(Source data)

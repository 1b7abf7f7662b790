//! Funnelflow action library.
//!
//! Provides the app registry (actions, triggers and resource sources), the
//! declared configuration schema with its typed values, and the
//! [`IntegrationClient`](client::IntegrationClient) boundary used to reach
//! third-party APIs.

pub mod apps;
pub mod client;
pub mod error;
pub mod registry;
pub mod schema;

pub use client::{
    ApiRequest, ApiResponse, AuthCredentials, ConnectionSettings, ConnectionTest, HttpIntegrationClient,
    HttpMethod, IntegrationClient,
};
pub use error::{ActionError, ErrorCode};
pub use registry::{
    Action, ActionDescriptor, ActionOutput, AppDescriptor, AppInfo, Registry, ResourceOption,
    ResourceSource, Trigger, TriggerDescriptor,
};
pub use schema::{validate_configuration, ConfigValue, Configuration, FieldOption, FieldSchema, FieldType};
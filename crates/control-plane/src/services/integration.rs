//! Integration store service: connections to third-party apps.

use funnelflow_actions::Registry;
use std::sync::Arc;

use crate::crypto::CredentialCipher;
use crate::db::models::{
    IntegrationCreateRequest, IntegrationResponse, IntegrationState, IntegrationTestResponse,
    NewIntegration,
};
use crate::engine::ClientProvider;
use crate::error::{AppError, AppResult};
use crate::store::Store;

#[derive(Clone)]
pub struct IntegrationService {
    store: Arc<dyn Store>,
    registry: Arc<Registry>,
    cipher: CredentialCipher,
    clients: Arc<dyn ClientProvider>,
}

impl IntegrationService {
    pub fn new(
        store: Arc<dyn Store>,
        registry: Arc<Registry>,
        cipher: CredentialCipher,
        clients: Arc<dyn ClientProvider>,
    ) -> Self {
        Self {
            store,
            registry,
            cipher,
            clients,
        }
    }

    /// Store a new integration in state `created`. Credentials are
    /// encrypted before they reach the store.
    pub async fn create(&self, request: IntegrationCreateRequest) -> AppResult<IntegrationResponse> {
        if self.registry.app(&request.app_key).is_none() {
            return Err(AppError::Validation(format!(
                "Unknown app '{}'",
                request.app_key
            )));
        }
        if request.name.trim().is_empty() {
            return Err(AppError::Validation("Integration name is required".to_string()));
        }

        let credentials = match &request.credentials {
            Some(value) if !value.is_null() => self.cipher.encrypt_json(value)?,
            _ => Vec::new(),
        };

        let integration = self
            .store
            .create_integration(NewIntegration {
                tenant_id: request.tenant_id,
                app_key: request.app_key,
                name: request.name,
                credentials,
                config: request.config.unwrap_or_else(|| serde_json::json!({})),
            })
            .await?;

        tracing::info!(
            integration_id = integration.id,
            app_key = %integration.app_key,
            "Integration created"
        );
        Ok(integration.into())
    }

    pub async fn get(&self, id: i64) -> AppResult<IntegrationResponse> {
        self.store
            .get_integration(id)
            .await?
            .map(IntegrationResponse::from)
            .ok_or_else(|| AppError::NotFound(format!("Integration {id} not found")))
    }

    pub async fn list(&self, tenant_id: Option<&str>) -> AppResult<Vec<IntegrationResponse>> {
        let integrations = self.store.list_integrations(tenant_id).await?;
        Ok(integrations.into_iter().map(IntegrationResponse::from).collect())
    }

    pub async fn delete(&self, id: i64) -> AppResult<()> {
        if self.store.delete_integration(id).await? {
            tracing::info!(integration_id = id, "Integration deleted");
            Ok(())
        } else {
            Err(AppError::NotFound(format!("Integration {id} not found")))
        }
    }

    /// Test the stored credentials. A successful test makes the
    /// integration `active`, a failed one puts it in `error`.
    pub async fn test(&self, id: i64) -> AppResult<IntegrationTestResponse> {
        let integration = self
            .store
            .get_integration(id)
            .await?
            .ok_or_else(|| AppError::NotFound(format!("Integration {id} not found")))?;

        let result = match self.clients.client(&integration).await {
            Ok(client) => client.test().await,
            Err(e) => funnelflow_actions::ConnectionTest::failed(e.to_string()),
        };

        let state = if result.success {
            IntegrationState::Active
        } else {
            IntegrationState::Error
        };
        let updated = self
            .store
            .set_integration_state(id, state, Some(result.message.clone()), true)
            .await?
            .ok_or_else(|| AppError::NotFound(format!("Integration {id} not found")))?;

        tracing::info!(
            integration_id = id,
            success = result.success,
            state = state.as_str(),
            "Integration tested"
        );

        Ok(IntegrationTestResponse {
            success: result.success,
            message: result.message,
            integration: updated.into(),
        })
    }

    /// Operator enable (`active`) or disable (`inactive`).
    pub async fn set_enabled(&self, id: i64, enabled: bool) -> AppResult<IntegrationResponse> {
        let (state, message) = if enabled {
            (IntegrationState::Active, "Enabled by operator")
        } else {
            (IntegrationState::Inactive, "Disabled by operator")
        };
        let updated = self
            .store
            .set_integration_state(id, state, Some(message.to_string()), false)
            .await?
            .ok_or_else(|| AppError::NotFound(format!("Integration {id} not found")))?;
        tracing::info!(integration_id = id, state = state.as_str(), "Integration state changed");
        Ok(updated.into())
    }
}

- _What to do_
The answer must be every line of the data that holds the word "apps".

- _Result for this task_
pub mod apps;
//! Integration store service: connections to third-party apps.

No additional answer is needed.